Many information boards can be found showing Otleys history and especially the paper and printing trades. Otley is also on a link route for the Dales Way.
 Otley Market Square.
The River Wharfe with storm swept tree. The building behind is part of the old paper mill. Now demolished. These buildings have been Gr.2 listed and so have to be kept. Paper making in Otley goes back around 300 years.
Our plan for Saturday was to do some short walks along the Chevin Tops and basically just walk wherever paths went for as long as time allowed. Its a good idea not to have a fixed route some times.
It turned out to be a very nice day with great views but my it was windy.
The Chevin escarpment is really steep from Otley and although this wasn’t a problem we wanted a centrally located car park so that we didn’t have to use public transport.
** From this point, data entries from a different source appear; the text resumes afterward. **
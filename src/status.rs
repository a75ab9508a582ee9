//! Mount state readable from outside the mounting process
//!
//! A running mount rewrites `status.json` in its overlay directory on a
//! timer and removes it on exit. Readers use that file instead of opening
//! the mount's databases, which the mount holds locked. When no live
//! process owns the file, only the journal is read.

use crate::error::{Error, Result};
use crate::journal::Journal;
use crate::mount::{MountRuntime, MountStatus, JOURNAL_DIR};
use chrono::{DateTime, Utc};
use serde::{Deserialize, Serialize};
use std::fs;
use std::io::ErrorKind;
use std::path::Path;
use std::sync::Arc;
use std::time::Duration;
use tracing::{debug, warn};

pub const STATUS_FILE: &str = "status.json";

/// How often a running mount refreshes its status file
pub const PUBLISH_INTERVAL: Duration = Duration::from_secs(5);

/// Status file contents
#[derive(Debug, Clone, Serialize, Deserialize)]
pub struct PublishedStatus {
    pub pid: u32,
    pub updated: DateTime<Utc>,
    pub mount: MountStatus,
}

/// What can be learned about an overlay directory nobody has mounted
#[derive(Debug, Clone, Serialize)]
pub struct OfflineStatus {
    pub snapshot: Option<String>,
    pub journal_length: u64,
    pub journal_latest: Option<u64>,
    pub journal_corrupt: bool,
}

/// Write the current status of `mount` to its overlay directory
pub fn publish(mount: &MountRuntime) -> Result<()> {
    let dir = mount.overlay().path();
    let published = PublishedStatus {
        pid: std::process::id(),
        updated: Utc::now(),
        mount: mount.status(),
    };
    let data = serde_json::to_vec_pretty(&published)
        .map_err(|e| Error::Serialization(e.to_string()))?;

    let tmp = dir.join(format!("{}.{}", STATUS_FILE, uuid::Uuid::new_v4()));
    fs::write(&tmp, data)?;
    if let Err(e) = fs::rename(&tmp, dir.join(STATUS_FILE)) {
        let _ = fs::remove_file(&tmp);
        return Err(e.into());
    }
    Ok(())
}

/// Republish every `interval` until the task is aborted
pub async fn publish_periodically(mount: Arc<MountRuntime>, interval: Duration) {
    let mut ticker = tokio::time::interval(interval);
    loop {
        ticker.tick().await;
        if let Err(e) = publish(&mount) {
            warn!("Failed to publish mount status: {}", e);
        }
    }
}

/// Remove the status file on unmount
pub fn withdraw(overlay_dir: &Path) -> Result<()> {
    match fs::remove_file(overlay_dir.join(STATUS_FILE)) {
        Ok(()) => Ok(()),
        Err(e) if e.kind() == ErrorKind::NotFound => Ok(()),
        Err(e) => Err(e.into()),
    }
}

/// Status of the mount running on `overlay_dir`, if there is one. A file
/// left behind by a process that has exited does not count.
pub fn read_live(overlay_dir: &Path) -> Result<Option<PublishedStatus>> {
    let data = match fs::read(overlay_dir.join(STATUS_FILE)) {
        Ok(data) => data,
        Err(e) if e.kind() == ErrorKind::NotFound => return Ok(None),
        Err(e) => return Err(e.into()),
    };
    let published: PublishedStatus = match serde_json::from_slice(&data) {
        Ok(published) => published,
        Err(e) => {
            warn!("Ignoring unreadable status file in {:?}: {}", overlay_dir, e);
            return Ok(None);
        }
    };
    if !process_alive(published.pid) {
        debug!("Status file in {:?} is from exited process {}", overlay_dir, published.pid);
        return Ok(None);
    }
    Ok(Some(published))
}

/// Read the journal of an unmounted overlay directory. Nothing is
/// appended and the overlay itself is not opened.
pub fn offline(overlay_dir: &Path, max_deltas: usize) -> Result<OfflineStatus> {
    let journal = Journal::open(&overlay_dir.join(JOURNAL_DIR), max_deltas)?;
    Ok(OfflineStatus {
        snapshot: journal.last_snapshot().map(|h| h.to_hex()),
        journal_length: journal.len(),
        journal_latest: journal.latest_sequence(),
        journal_corrupt: journal.is_corrupt(),
    })
}

fn process_alive(pid: u32) -> bool {
    let Ok(raw) = i32::try_from(pid) else {
        return false;
    };
    match nix::sys::signal::kill(nix::unistd::Pid::from_raw(raw), None) {
        Ok(()) => true,
        // Exists, owned by someone else
        Err(nix::errno::Errno::EPERM) => true,
        Err(_) => false,
    }
}
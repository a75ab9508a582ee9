//! Directory inodes
//!
//! A directory is either unmaterialized (identical to a backing tree, known
//! by its hash) or materialized (its full listing lives in the overlay).
//! Children are loaded on first traversal, from the backing tree or the
//! overlay record, and stay loaded for the life of the mount.
//!
//! Lock order: a directory's contents lock before any child's lock, and
//! location locks last. Object store fetches never happen under a lock.

use super::file_inode::FileState;
use super::inode::{
    propagate_materialization, InodeAttributes, Location, LocationExt, DIR_BLOCK_SIZE,
};
use super::{FileInode, Inode, InodeNumber};
use crate::error::{Error, Result};
use crate::model::{join_path, validate_name, EntryKind, Hash, Tree};
use crate::mount::MountContext;
use crate::overlay::{OverlayDir, OverlayDirEntry, OverlayEntry, OverlayFile, Timestamps};
use parking_lot::RwLock;
use std::collections::BTreeMap;
use std::sync::Arc;
use tracing::{debug, error, warn};

/// One child slot of a loaded directory
#[derive(Clone)]
pub(crate) struct DirEntry {
    pub kind: EntryKind,
    pub ino: InodeNumber,
    /// Backing hash while the child is unmaterialized
    pub hash: Option<Hash>,
    /// Last backing hash the child had
    pub origin: Option<Hash>,
    /// Live inode, once the child has been looked up
    pub inode: Option<Inode>,
}

/// Children load state
pub(crate) enum LoadState {
    Unloaded,
    Loaded(BTreeMap<String, DirEntry>),
}

pub(crate) struct DirContents {
    /// Backing tree while unmaterialized. Materialized directories are
    /// always loaded.
    pub tree_hash: Option<Hash>,
    pub state: LoadState,
    pub times: Timestamps,
}
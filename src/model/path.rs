//! Path helpers
//!
//! Paths handed to the mount runtime are relative to the mount root and use
//! `/` as separator. Leading, trailing and repeated separators are ignored.

use crate::error::{Error, Result};

/// Check that `name` is usable as a single directory entry name
pub fn validate_name(name: &str) -> Result<()> {
    if name.is_empty() || name == "." || name == ".." {
        return Err(Error::InvalidArgument(format!("invalid entry name {:?}", name)));
    }
    if name.contains('/') || name.contains('\0') {
        return Err(Error::InvalidArgument(format!("invalid entry name {:?}", name)));
    }
    Ok(())
}

/// Split a mount-relative path into validated components
pub fn split_path(path: &str) -> Result<Vec<&str>> {
    let mut components = Vec::new();
    for component in path.split('/').filter(|c| !c.is_empty()) {
        validate_name(component)?;
        components.push(component);
    }
    Ok(components)
}

/// Join a parent path and a child name
pub fn join_path(parent: &str, name: &str) -> String {
    if parent.is_empty() {
        name.to_string()
    } else {
        format!("{}/{}", parent, name)
    }
}

#[cfg(test)]
mod tests {
    use super::*;

    #[test]
    fn test_split_path() {
        assert_eq!(split_path("a/b/c").unwrap(), vec!["a", "b", "c"]);
        assert_eq!(split_path("/a//b/").unwrap(), vec!["a", "b"]);
        assert!(split_path("").unwrap().is_empty());
        assert!(split_path("a/../b").is_err());
    }

    #[test]
    fn test_validate_name() {
        assert!(validate_name("foo.txt").is_ok());
        assert!(validate_name("").is_err());
        assert!(validate_name(".").is_err());
        assert!(validate_name("a/b").is_err());
    }

    #[test]
    fn test_join_path() {
        assert_eq!(join_path("", "a"), "a");
        assert_eq!(join_path("a/b", "c"), "a/b/c");
    }
}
We parked up at Surprise View car park across the road from the Royalty pub which has just re-opened after a couple of years closed. Grid Ref: SE 205 440. Wow it saved us some up’s. Many people were out with or without dogs and lots of runners were using the fine open ridge for exercise. The views were superb in all directions but it was a shame the wind was so fierce.
 View from Chevin ridge across Otley and Wharfedale.
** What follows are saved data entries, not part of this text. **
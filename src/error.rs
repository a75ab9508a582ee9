//! Error types for treefs
//!
//! A single error enum covers the whole mount runtime. Each variant knows
//! which POSIX error code the kernel bridge should see, and whether the
//! caller may retry.

use crate::model::Hash;
use thiserror::Error;

/// Result alias used throughout the crate
pub type Result<T> = std::result::Result<T, Error>;

/// Errors produced by the mount runtime
#[derive(Debug, Error)]
pub enum Error {
    /// A path component or inode does not exist
    #[error("not found: {0}")]
    NotFound(String),

    /// An entry with this name already exists
    #[error("already exists: {0}")]
    AlreadyExists(String),

    /// An intermediate path component is not a directory
    #[error("not a directory: {0}")]
    NotADirectory(String),

    /// A file operation was attempted on a directory
    #[error("is a directory: {0}")]
    IsADirectory(String),

    /// Directory still has entries
    #[error("directory not empty: {0}")]
    DirectoryNotEmpty(String),

    /// Malformed request (bad name, rename into own subtree, ...)
    #[error("invalid argument: {0}")]
    InvalidArgument(String),

    /// Write or truncate past the largest supported file size
    #[error("file too large: {0}")]
    FileTooLarge(String),

    /// Inode reference from another mount generation
    #[error("stale inode reference: generation {presented:#x}, mount is {current:#x}")]
    StaleGeneration { presented: u64, current: u64 },

    /// Backing data is permanently unavailable
    #[error("object missing from backing store: {0}")]
    ObjectMissing(Hash),

    /// Transient backing store failure (retryable)
    #[error("fetch failed: {0}")]
    Fetch(String),

    /// An overlay record failed its format or checksum check
    #[error("overlay corrupt at inode {ino}: {reason}")]
    OverlayCorrupt { ino: u64, reason: String },

    /// The journal lost its ordering guarantee
    #[error("journal corrupt: {0}")]
    JournalCorrupt(String),

    /// Requested journal range has already been pruned
    #[error("journal truncated: requested sequence {requested}, earliest retained is {earliest}")]
    JournalTruncated { requested: u64, earliest: u64 },

    /// Mount could not be brought up
    #[error("mount initialization failed: {0}")]
    Initialization(String),

    /// Configuration error
    #[error("configuration error: {0}")]
    Config(String),

    /// Invalid configuration
    #[error("invalid configuration: {0}")]
    InvalidConfig(String),

    /// Serialization error
    #[error("serialization error: {0}")]
    Serialization(String),

    /// Local database error
    #[error("database error: {0}")]
    Database(String),

    /// I/O error
    #[error("I/O error: {0}")]
    Io(#[from] std::io::Error),

    /// Internal error
    #[error("internal error: {0}")]
    Internal(String),
}

impl Error {
    /// POSIX error code reported to the kernel bridge
    pub fn errno(&self) -> i32 {
        match self {
            Error::NotFound(_) => libc::ENOENT,
            Error::AlreadyExists(_) => libc::EEXIST,
            Error::NotADirectory(_) => libc::ENOTDIR,
            Error::IsADirectory(_) => libc::EISDIR,
            Error::DirectoryNotEmpty(_) => libc::ENOTEMPTY,
            Error::InvalidArgument(_) => libc::EINVAL,
            Error::FileTooLarge(_) => libc::EFBIG,
            Error::StaleGeneration { .. } => libc::ESTALE,
            Error::Fetch(_) => libc::EAGAIN,
            Error::JournalTruncated { .. } => libc::ERANGE,
            Error::Io(e) => e.raw_os_error().unwrap_or(libc::EIO),
            _ => libc::EIO,
        }
    }

    /// Whether retrying the same operation later may succeed
    pub fn is_retryable(&self) -> bool {
        matches!(self, Error::Fetch(_))
    }

    /// Whether the error invalidates the mount (or its journal) as a whole
    pub fn is_fatal(&self) -> bool {
        matches!(self, Error::Initialization(_) | Error::JournalCorrupt(_))
    }

    /// Copy of this error for every caller waiting on a shared fetch.
    ///
    /// `std::io::Error` is not `Clone`, so I/O failures collapse into a
    /// retryable `Fetch` carrying the message.
    pub(crate) fn duplicate(&self) -> Error {
        match self {
            Error::NotFound(s) => Error::NotFound(s.clone()),
            Error::ObjectMissing(h) => Error::ObjectMissing(*h),
            Error::Fetch(s) => Error::Fetch(s.clone()),
            Error::Serialization(s) => Error::Serialization(s.clone()),
            Error::Database(s) => Error::Database(s.clone()),
            other => Error::Fetch(other.to_string()),
        }
    }
}

impl From<sled::Error> for Error {
    fn from(e: sled::Error) -> Self {
        Error::Database(e.to_string())
    }
}

impl From<bincode::Error> for Error {
    fn from(e: bincode::Error) -> Self {
        Error::Serialization(e.to_string())
    }
}

#[cfg(test)]
mod tests {
    use super::*;

    #[test]
    fn test_errno_mapping() {
        assert_eq!(Error::NotFound("x".into()).errno(), libc::ENOENT);
        assert_eq!(Error::AlreadyExists("x".into()).errno(), libc::EEXIST);
        assert_eq!(Error::NotADirectory("x".into()).errno(), libc::ENOTDIR);
        assert_eq!(Error::DirectoryNotEmpty("x".into()).errno(), libc::ENOTEMPTY);
        assert_eq!(Error::ObjectMissing(Hash::ZERO).errno(), libc::EIO);
        assert_eq!(Error::Fetch("timeout".into()).errno(), libc::EAGAIN);
        assert_eq!(Error::FileTooLarge("f".into()).errno(), libc::EFBIG);
    }

    #[test]
    fn test_classification() {
        assert!(Error::Fetch("x".into()).is_retryable());
        assert!(!Error::ObjectMissing(Hash::ZERO).is_retryable());
        assert!(Error::JournalCorrupt("gap".into()).is_fatal());
        assert!(!Error::OverlayCorrupt { ino: 5, reason: "x".into() }.is_fatal());
    }

    #[test]
    fn test_duplicate_keeps_kind() {
        let missing = Error::ObjectMissing(Hash::ZERO).duplicate();
        assert!(matches!(missing, Error::ObjectMissing(_)));

        let io = Error::Io(std::io::Error::new(std::io::ErrorKind::Other, "disk"));
        assert!(io.duplicate().is_retryable());
    }
}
 At the high point of 282 metres on the Dales Way and Ebor Way.

 We headed off west in the direction of West Chevin Farm where we turned onto a lower path that skirted the ridge line. There were lots of paths that were not on the map and we had to be a bit careful because we didn’t want to loose too much height. Glaciation or the remnants of glaciation were everywhere with huge erratic boulders waiting to be inspected.
 One of many erratic boulders 
 Following the escarpment now in an easterly direction it wasn’t long before all the tracks headed back up towards the ridge again and the wind was really getting strong. Sheila spotted a common lizard scurrying away and it disappeared into a crack way before i managed to get a photo.
Our route still with good views across to Almscliffe Crags and further towards Harrogate eventually became Millers Lane i think it was called and crossed the main road at Danefield House.
 We now entered a very popular park circuit. Lots of people about. Many runners and marshals too.
Somebody had been very busy doing sculptures, there were numerous. I will put them all on a slideshow at the end of the post. At the trig point we stopped for a coffee and to review our options of  a route back to the car.  The trig point is now completely surrounded by trees with no view to any other hill possible.
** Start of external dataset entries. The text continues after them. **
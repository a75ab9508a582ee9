//! Open file and directory handle management

use crate::error::Result;
use crate::inodes::{Inode, TreeInode};
use crate::model::EntryKind;
use parking_lot::{Mutex, RwLock};
use std::collections::HashMap;
use std::sync::atomic::{AtomicU64, Ordering};
use std::sync::Arc;

/// Represents an open file or directory.
///
/// The handle keeps its inode alive, so an unlinked file stays readable
/// and writable until released.
pub struct OpenHandle {
    pub inode: Inode,
    /// Open flags
    pub flags: i32,
    /// Directory listing taken by the readdir at offset 0; later calls
    /// page through it, so an offset always names the same entry
    listing: Mutex<Option<Arc<Vec<ListingEntry>>>>,
}

/// One directory entry as handed to readdir
#[derive(Debug, Clone, PartialEq, Eq)]
pub struct ListingEntry {
    pub ino: u64,
    pub kind: EntryKind,
    pub name: String,
}

impl OpenHandle {
    pub fn new(inode: Inode, flags: i32) -> Self {
        OpenHandle {
            inode,
            flags,
            listing: Mutex::new(None),
        }
    }

    /// Listing from the last rewind, if any
    pub fn listing(&self) -> Option<Arc<Vec<ListingEntry>>> {
        self.listing.lock().clone()
    }

    /// Replace the listing (a rewind to offset 0)
    pub fn set_listing(&self, entries: Vec<ListingEntry>) -> Arc<Vec<ListingEntry>> {
        let entries = Arc::new(entries);
        *self.listing.lock() = Some(entries.clone());
        entries
    }

    /// Check if opened for reading
    pub fn is_readable(&self) -> bool {
        let mode = self.flags & libc::O_ACCMODE;
        mode == libc::O_RDONLY || mode == libc::O_RDWR
    }

    /// Check if opened for writing
    pub fn is_writable(&self) -> bool {
        let mode = self.flags & libc::O_ACCMODE;
        mode == libc::O_WRONLY || mode == libc::O_RDWR
    }

    /// Check if opened for append
    pub fn is_append(&self) -> bool {
        (self.flags & libc::O_APPEND) != 0
    }
}

/// `.`, `..` and the children of `dir`, in readdir order
pub async fn list_directory(dir: &TreeInode) -> Result<Vec<ListingEntry>> {
    let parent = dir.parent_ino().unwrap_or_else(|| dir.ino());
    let mut entries = vec![
        ListingEntry {
            ino: dir.ino().get(),
            kind: EntryKind::Directory,
            name: ".".to_string(),
        },
        ListingEntry {
            ino: parent.get(),
            kind: EntryKind::Directory,
            name: "..".to_string(),
        },
    ];
    for child in dir.list_children().await? {
        entries.push(ListingEntry {
            ino: child.ino.get(),
            kind: child.kind,
            name: child.name,
        });
    }
    Ok(entries)
}

/// Entries after readdir `offset`, each with the offset that resumes
/// right after it
pub fn page<'a>(
    listing: &'a [ListingEntry],
    offset: i64,
) -> impl Iterator<Item = (i64, &'a ListingEntry)> {
    let skip = usize::try_from(offset).unwrap_or(0);
    listing
        .iter()
        .enumerate()
        .skip(skip)
        .map(|(i, entry)| (i as i64 + 1, entry))
}

/// Manages open handles
pub struct HandleTable {
    /// Next handle ID
    next_id: AtomicU64,
    handles: RwLock<HashMap<u64, Arc<OpenHandle>>>,
}

impl HandleTable {
    pub fn new() -> Self {
        HandleTable {
            next_id: AtomicU64::new(1),
            handles: RwLock::new(HashMap::new()),
        }
    }

    /// Open `inode` and return a handle ID
    pub fn open(&self, inode: Inode, flags: i32) -> u64 {
        let fh = self.next_id.fetch_add(1, Ordering::SeqCst);
        self.handles
            .write()
            .insert(fh, Arc::new(OpenHandle::new(inode, flags)));
        fh
    }

    pub fn get(&self, fh: u64) -> Option<Arc<OpenHandle>> {
        self.handles.read().get(&fh).cloned()
    }

    pub fn close(&self, fh: u64) -> Option<Arc<OpenHandle>> {
        self.handles.write().remove(&fh)
    }

    pub fn len(&self) -> usize {
        self.handles.read().len()
    }

    pub fn is_empty(&self) -> bool {
        self.handles.read().is_empty()
    }
}

impl Default for HandleTable {
    fn default() -> Self {
        Self::new()
    }
}

#[cfg(test)]
mod tests {
    use super::*;
    use crate::inodes::GenerationSource;
    use crate::mount::{MountOptions, MountRuntime};
    use crate::store::{FetchPolicy, MemoryBackingStore, ObjectStore};

    async fn sample_inode(dir: &std::path::Path) -> (MountRuntime, Inode) {
        let backing = Arc::new(MemoryBackingStore::new());
        let commit = backing.put_flat_commit(&[("f", &b"data"[..])]);
        let store = ObjectStore::in_memory(backing, FetchPolicy::default());
        let mount = MountRuntime::initialize(
            commit,
            dir,
            store,
            &GenerationSource::new(),
            MountOptions::default(),
        )
        .await
        .unwrap();
        let inode = mount.resolve_inode("f").await.unwrap();
        (mount, inode)
    }

    #[tokio::test]
    async fn test_handle_flags() {
        let dir = tempfile::tempdir().unwrap();
        let (_mount, inode) = sample_inode(dir.path()).await;

        let read_handle = OpenHandle::new(inode.clone(), libc::O_RDONLY);
        assert!(read_handle.is_readable());
        assert!(!read_handle.is_writable());

        let write_handle = OpenHandle::new(inode.clone(), libc::O_WRONLY | libc::O_APPEND);
        assert!(!write_handle.is_readable());
        assert!(write_handle.is_writable());
        assert!(write_handle.is_append());

        let rw_handle = OpenHandle::new(inode, libc::O_RDWR);
        assert!(rw_handle.is_readable());
        assert!(rw_handle.is_writable());
    }

    #[tokio::test]
    async fn test_handle_table() {
        let dir = tempfile::tempdir().unwrap();
        let (_mount, inode) = sample_inode(dir.path()).await;
        let table = HandleTable::new();

        let fh1 = table.open(inode.clone(), libc::O_RDONLY);
        let fh2 = table.open(inode.clone(), libc::O_RDWR);
        assert_ne!(fh1, fh2);
        assert_eq!(table.len(), 2);
        assert_eq!(table.get(fh1).unwrap().inode.ino(), inode.ino());

        assert!(table.close(fh1).is_some());
        assert!(table.get(fh1).is_none());
        assert!(table.close(fh1).is_none());
        assert!(table.get(fh2).is_some());
    }

    #[tokio::test]
    async fn test_listing_stable_across_mutation() {
        let dir = tempfile::tempdir().unwrap();
        let (mount, _) = sample_inode(dir.path()).await;
        let root = mount.get_root_inode();
        root.create_child("b", EntryKind::Regular).await.unwrap();
        let handle = OpenHandle::new(Inode::Directory(root.clone()), libc::O_RDONLY);
        assert!(handle.listing().is_none());

        let listing = handle.set_listing(list_directory(&root).await.unwrap());
        let names: Vec<_> = listing.iter().map(|e| e.name.as_str()).collect();
        assert_eq!(names, vec![".", "..", "b", "f"]);

        // First page stops after "..", resumes at offset 2
        let first: Vec<_> = page(&listing, 0).take(2).map(|(next, _)| next).collect();
        assert_eq!(first, vec![1, 2]);

        // A create sorting before the resume point does not shift the rest
        root.create_child("a", EntryKind::Regular).await.unwrap();
        let cached = handle.listing().unwrap();
        let rest: Vec<_> = page(&cached, 2).map(|(next, e)| (next, e.name.clone())).collect();
        assert_eq!(rest, vec![(3, "b".to_string()), (4, "f".to_string())]);
        assert_eq!(page(&cached, 4).count(), 0);
        assert_eq!(page(&cached, -1).count(), 4);

        // Rewinding picks the change up
        let fresh = handle.set_listing(list_directory(&root).await.unwrap());
        assert_eq!(fresh.len(), 5);
    }
}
 Me, sporting a new Osprey jacket kindly supplied FOC by Aclimatise. I will do a review on it when i have had the chance of some wet weather. First impressions are that this is a general purpose, everyday type of waterproof. Not a backpacking jacket, although it could be used in the colder months. A little on the heavy side but not ridiculously so. 750 grams. Its comfortable with the soft lining that resembles Paramo linings in some way. Waterproof zips, double storm flaps over the main zip and an excellent hood. More to come.

We headed back towards Chevin Rd East through Caley Deer park and Chevin Forest park on good well used paths. Once at the road we crossed a stile and across open fields where the views opened up again eventually exiting onto York Gate. Walking along York Gate can be quite dangerous, its a narrow road and very fast in parts it doesn’t leave much room for any driver error.
The pull of the Royalty pub was too much and we called in to see what it was like. Unfortunately most decent drinks were off leaving only keg lager and bottled beers. The service from a young lad was at best rude and if this is what it used to be like then i’m not surprised it shut down.

So it was back to our log cabin in the woods and a chilling night.



Slideshow click here.


The route map.
We started at the “P” to the right of Your Route legend. The distance was just under 10km but the Naismith’s time is only calculated. We were out for just over 4 hours and enjoyed the walk.

One thing which was brilliant was that not a single wind turbine could be seen. Long may this remain. Well done Yorkshire.